I love Loreena Mckennitt. Brought her “Book of Secrets” LP when it first came out. I still have the LP but no longer a LP player. Most folks would recognize her song, The Mummer’s Dance. But, if you and I would offer McKennitt’s “Dante’s Prayer” as a tribute to Brian O’Donovan, I think he would not object (as he had featured McKennit’s music in his past shows):
Dante’s Prayer - Lyrics:
When the dark wood fell before me
And all the paths were overgrown
When the priests of pride say there is no other way
I tilled the sorrows of stone
I did not believe because I could not see
Though you came to me in the night
When the dawn seemed forever lost
You showed me your love in the light of the stars
Cast your eyes on the ocean
Cast your soul to the sea
When the dark night seems endless
Please remember me
Then the mountain rose before me
By the deep well of desire
From the fountain of forgiveness
Beyond the ice and the fire
Cast your eyes on the ocean
Cast your soul to the sea
When the dark night seems endless
Please remember me
Oh, oh, oh, oh
Though we share this humble path, alone
How fragile is the heart
Oh give these clay feet wings to fly
To touch the face of the stars
Breathe life into this feeble heart
Lift this mortal veil of fear
Take these crumbled hopes, etched with tears
We’ll rise above these earthly cares
Cast your eyes on the ocean
Cast your soul to the sea
When the dark night seems endless
Please remember me
Please remember me
Please remember me
Please remember me
Please remember me
Please remember me
Please remember me
Please remember me
Appreciating the gift of life, as well as for a life that is a gift to others.
I started listening to Brian O’Donovan almost 30 years ago and loved his “Celtic Sojourn” with music from all the Celtic Nations. More recently I tuned in on Saturday afternoons, sitting in my car while my wife was attending Mass.

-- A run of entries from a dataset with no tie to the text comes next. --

//! Enumeration types used throughout the simulation.

use serde::{Deserialize, Serialize};

/// Impact animator lifecycle phase.
#[derive(Debug, Clone, Copy, Default, PartialEq, Eq, Serialize, Deserialize)]
pub enum ImpactPhase {
    /// No descent in progress; triggers are accepted.
    #[default]
    Idle,
    /// A body is following its descent path.
    Running,
    /// The body reached the target this frame. Only the arrival frame's
    /// snapshot carries it; the next one is `Idle`.
    Arrived,
}

/// Alert severity for the UI alert queue.
#[derive(Debug, Clone, Copy, Default, PartialEq, Eq, Serialize, Deserialize)]
pub enum AlertLevel {
    #[default]
    Info,
    Warning,
    Critical,
}

/// Ground damage zone around an impact point, innermost first.
#[derive(Debug, Clone, Copy, PartialEq, Eq, Hash, Serialize, Deserialize)]
#[serde(rename_all = "lowercase")]
pub enum DamageZone {
    Thermal,
    Pressure,
    Shrapnel,
}

/// Infrastructure category used for affected-site tallies.
#[derive(Debug, Clone, Copy, PartialEq, Eq, Hash, Serialize, Deserialize)]
#[serde(rename_all = "lowercase")]
pub enum InfrastructureKind {
    Medical,
    Education,
    Industrial,
    Agricultural,
    Other,
}

impl InfrastructureKind {
    /// Map a raw map tag value (amenity / landuse / building) to a category.
    pub fn from_tag(tag: &str) -> Self {
        match tag {
            "hospital" | "clinic" | "doctors" => Self::Medical,
            "school" | "university" | "kindergarten" => Self::Education,
            "industrial" | "factory" | "warehouse" => Self::Industrial,
            "farm" | "farmland" | "farmyard" => Self::Agricultural,
            _ => Self::Other,
        }
    }
}
//! Orbit motion system.
//!
//! Sweeps every managed body (`Orbiting`) along its flyby arc by a scaled
//! time delta and re-places it with the orbit model. Bodies handed to the
//! impact animator have no `Orbiting` marker and are never touched here.

use hecs::World;

use neo_core::components::{OrbitElements, OrbitPhase, Orbiting, Position};
use neo_core::constants::CLOCK_DISTANCE_FLOOR;

use crate::orbit;

/// Advance all managed bodies by `scaled_delta` simulated seconds.
///
/// Angular speed is boosted near periapsis:
/// `base * (1 + sqrt(periapsis / max(r, floor)))`. A phase past `+maxAngle`
/// wraps to `-maxAngle` so the body re-enters from the far end of its arc.
pub fn run(world: &mut World, scaled_delta: f64) {
    for (_entity, (phase, elements, pos, _orbiting)) in
        world.query_mut::<(&mut OrbitPhase, &OrbitElements, &mut Position, &Orbiting)>()
    {
        let current_r = pos.0.length();
        let speed_factor = (elements.periapsis / current_r.max(CLOCK_DISTANCE_FLOOR)).sqrt();

        phase.true_anomaly += phase.base_angular_speed * (1.0 + speed_factor) * scaled_delta;

        let limit = orbit::max_angle(elements.eccentricity);
        if phase.true_anomaly > limit {
            phase.true_anomaly = -limit;
        }

        // An undefined position keeps the body where it was this frame.
        if let Some(next) = orbit::position(phase.true_anomaly, elements) {
            pos.0 = next;
        }
    }
}

/// Return every managed body to its initial phase angle and position.
pub fn reset_phases(world: &mut World) {
    for (_entity, (phase, elements, pos, _orbiting)) in
        world.query_mut::<(&mut OrbitPhase, &OrbitElements, &mut Position, &Orbiting)>()
    {
        phase.true_anomaly = phase.initial_true_anomaly;
        if let Some(initial) = orbit::position(phase.true_anomaly, elements) {
            pos.0 = initial;
        }
    }
}
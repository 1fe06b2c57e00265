//! Curved descent path from a body's position to the target center.

use neo_core::constants::{IMPACT_CURVE_STRENGTH, MIN_SURFACE_DISTANCE};
use neo_core::types::Point3;

/// Build a descent path of `point_count + 1` points from `start` to the origin.
///
/// The straight-line component is smoothstep-eased toward the origin. A
/// lateral bulge of `sin(t*PI) * 0.3|start| * (1 - t)` is added along the
/// start direction turned 90 degrees in the horizontal plane, so the path
/// curves off a straight dive and returns to zero offset at both ends.
/// Interior points that dip under the surface are pushed back out to
/// `MIN_SURFACE_DISTANCE`; the final point is exactly the origin.
pub fn generate(start: Point3, point_count: usize) -> Vec<Point3> {
    if point_count == 0 {
        return vec![Point3::ZERO];
    }

    let curve_strength = start.length() * IMPACT_CURVE_STRENGTH;
    let perpendicular = Point3::new(-start.z, 0.0, start.x).normalize_or_zero();

    let mut points: Vec<Point3> = (0..=point_count)
        .map(|i| {
            let t = i as f64 / point_count as f64;
            let ease_t = t * t * (3.0 - 2.0 * t);

            let straight = start.lerp(Point3::ZERO, ease_t);
            let offset = (t * std::f64::consts::PI).sin() * curve_strength * (1.0 - t);
            let curved = straight + perpendicular * offset;

            if i < point_count && curved.length() < MIN_SURFACE_DISTANCE {
                // A point exactly at the origin has no direction to push along.
                let direction = curved.try_normalize().unwrap_or(perpendicular);
                direction * MIN_SURFACE_DISTANCE
            } else {
                curved
            }
        })
        .collect();

    if let Some(last) = points.last_mut() {
        *last = Point3::ZERO;
    }
    points
}
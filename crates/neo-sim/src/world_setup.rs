//! Entity spawn factories for populating the simulation world from feed data.
//!
//! Each feed record becomes one body entity with a randomly drawn flyby
//! (eccentricity, plane rotation, inclination, starting phase, speed).

use std::collections::HashSet;
use std::f64::consts::{PI, TAU};

use hecs::World;
use rand::Rng;
use rand_chacha::ChaCha8Rng;

use neo_core::components::*;
use neo_core::constants::*;
use neo_core::types::NeoRecord;
use neo_physics::scale::{periapsis_for_miss_distance, visual_radius};

use crate::orbit;

/// Result of loading a feed into the world.
#[derive(Debug, Clone, Copy, Default, PartialEq, Eq)]
pub struct SpawnSummary {
    pub spawned: usize,
    /// Records rejected for non-physical diameter/velocity/miss distance,
    /// or for repeating an id already spawned.
    pub skipped: usize,
}

/// Spawn one body per usable record. Records are drawn from `rng` in
/// order, so the same seed and feed always produce the same world.
/// Only the first record with a given id is spawned.
pub fn spawn_bodies(
    world: &mut World,
    rng: &mut ChaCha8Rng,
    records: &[NeoRecord],
    trajectory_samples: usize,
) -> SpawnSummary {
    let mut summary = SpawnSummary::default();
    let mut seen = HashSet::new();
    for record in records {
        if record.is_physical() && seen.insert(record.id.as_str()) {
            spawn_body(world, rng, record, trajectory_samples);
            summary.spawned += 1;
        } else {
            summary.skipped += 1;
        }
    }
    summary
}

/// Spawn a single body on a fresh random flyby.
pub fn spawn_body(
    world: &mut World,
    rng: &mut ChaCha8Rng,
    record: &NeoRecord,
    trajectory_samples: usize,
) -> hecs::Entity {
    let diameter_m = record.average_diameter_m();
    let elements = random_elements(rng, record.miss_distance_km);

    let limit = orbit::max_angle(elements.eccentricity);
    let initial = -limit + rng.gen::<f64>() * limit * INITIAL_PHASE_SPREAD;
    let phase = OrbitPhase {
        true_anomaly: initial,
        initial_true_anomaly: initial,
        base_angular_speed: rng.gen_range(ANGULAR_SPEED_MIN..ANGULAR_SPEED_MAX),
    };

    let info = NeoInfo {
        id: record.id.clone(),
        name: record.name.clone(),
        diameter_m,
        velocity_km_s: record.velocity_km_per_sec,
        miss_distance_km: record.miss_distance_km,
        hazardous: record.potentially_hazardous,
        visual_radius: visual_radius(diameter_m),
        selected: false,
    };

    let position = orbit::position(phase.true_anomaly, &elements).unwrap_or_default();
    let entity = world.spawn((info, elements, phase, Position(position), Orbiting));

    let points = orbit::trajectory_curve(&elements, trajectory_samples);
    if points.len() >= 2 {
        // Entity was just spawned, so insertion cannot fail.
        let _ = world.insert_one(entity, Trajectory { points });
    }

    entity
}

/// Draw flyby elements for a body with the given miss distance.
fn random_elements(rng: &mut ChaCha8Rng, miss_distance_km: f64) -> OrbitElements {
    OrbitElements {
        periapsis: periapsis_for_miss_distance(miss_distance_km),
        eccentricity: rng.gen_range(ECCENTRICITY_MIN..ECCENTRICITY_MAX),
        rotation: rng.gen_range(0.0..TAU),
        inclination: (rng.gen::<f64>() - 0.5) * PI * INCLINATION_SPREAD,
    }
}
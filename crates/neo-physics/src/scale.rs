//! Log scaling from real distances to scene units.

use neo_core::constants::*;

/// Map a real distance (km) to scene units: log10 of the clamped distance.
pub fn scale_distance(real_distance_km: f64) -> f64 {
    real_distance_km.max(MIN_SCALED_DISTANCE_KM).log10()
}

/// Log-scaled Earth radius before the visual shrink factor.
pub fn scaled_earth_radius() -> f64 {
    scale_distance(EARTH_RADIUS_KM)
}

/// Periapsis in scene units for a given close-approach miss distance.
/// Always clears the rendered globe.
pub fn periapsis_for_miss_distance(miss_distance_km: f64) -> f64 {
    scale_distance(miss_distance_km) + EARTH_VISUAL_RADIUS + PERIAPSIS_CLEARANCE
}

/// Marker radius for a body of the given diameter.
pub fn visual_radius(diameter_m: f64) -> f64 {
    (diameter_m / VISUAL_RADIUS_DIVISOR).clamp(VISUAL_RADIUS_MIN, VISUAL_RADIUS_MAX)
}
//! Display formatting for energies and large counts.

/// Scientific notation, e.g. `3.14 x 10^20 J`.
pub fn format_energy_scientific(joules: f64) -> String {
    if !joules.is_finite() || joules <= 0.0 {
        return format!("{joules} J");
    }
    let exponent = joules.log10().floor() as i32;
    let mantissa = joules / 10f64.powi(exponent);
    format!("{mantissa:.2} x 10^{exponent} J")
}

/// SI-prefixed energy, GJ and up.
pub fn format_energy_si(joules: f64) -> String {
    if joules >= 1e18 {
        format!("{:.2} EJ", joules / 1e18)
    } else if joules >= 1e15 {
        format!("{:.2} PJ", joules / 1e15)
    } else if joules >= 1e12 {
        format!("{:.2} TJ", joules / 1e12)
    } else {
        format!("{:.2} GJ", joules / 1e9)
    }
}

/// Compact count with a word suffix, e.g. `4.50 million`.
pub fn format_number(num: f64, decimals: usize) -> String {
    if num >= 1e9 {
        format!("{:.*} billion", decimals, num / 1e9)
    } else if num >= 1e6 {
        format!("{:.*} million", decimals, num / 1e6)
    } else if num >= 1e3 {
        format!("{:.*}k", decimals, num / 1e3)
    } else {
        format!("{:.*}", decimals, num)
    }
}
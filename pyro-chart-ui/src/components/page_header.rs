//! Dashboard page header.

use dioxus::prelude::*;

#[derive(Props, Clone, PartialEq)]
pub struct PageHeaderProps {
    /// Page title
    pub title: String,
    /// One-line description under the title
    #[props(default = String::new())]
    pub description: String,
    /// Decorative line above the title
    #[props(default = String::new())]
    pub emoji: String,
}

/// Header banner with title and optional description.
#[component]
pub fn PageHeader(props: PageHeaderProps) -> Element {
    rsx! {
        div {
            class: "header",
            style: "background: #222222; color: #FFFFFF; padding: 24px 16px; text-align: center; border-radius: 4px; margin-bottom: 12px;",
            if !props.emoji.is_empty() {
                p {
                    class: "header-emoji",
                    style: "font-size: 40px; margin: 0;",
                    "{props.emoji}"
                }
            }
            h1 {
                class: "header-title",
                style: "margin: 8px 0; font-size: 36px; font-weight: bold;",
                "{props.title}"
            }
            if !props.description.is_empty() {
                p {
                    class: "header-description",
                    style: "margin: 0; color: #CFCFCF;",
                    "{props.description}"
                }
            }
        }
    }
}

I wonder which direction the show will go in the future… Today’s show was still a period of reminicing by the array of artists who worked with Brian O’Donovan, particularly in the development of the annual concert, A Christmas Celtic Sojourn. The concert brings a variety of music together that recognizes and offers cheer against the incoming winter bleakness (universal) and also celebrates the birth of Christ (religious).
What beautiful music, I shared the video with my friends. His radio broadcast was as informative as it was entertaining, too bad he had to leave too soon. I hope someone can continue his legacy.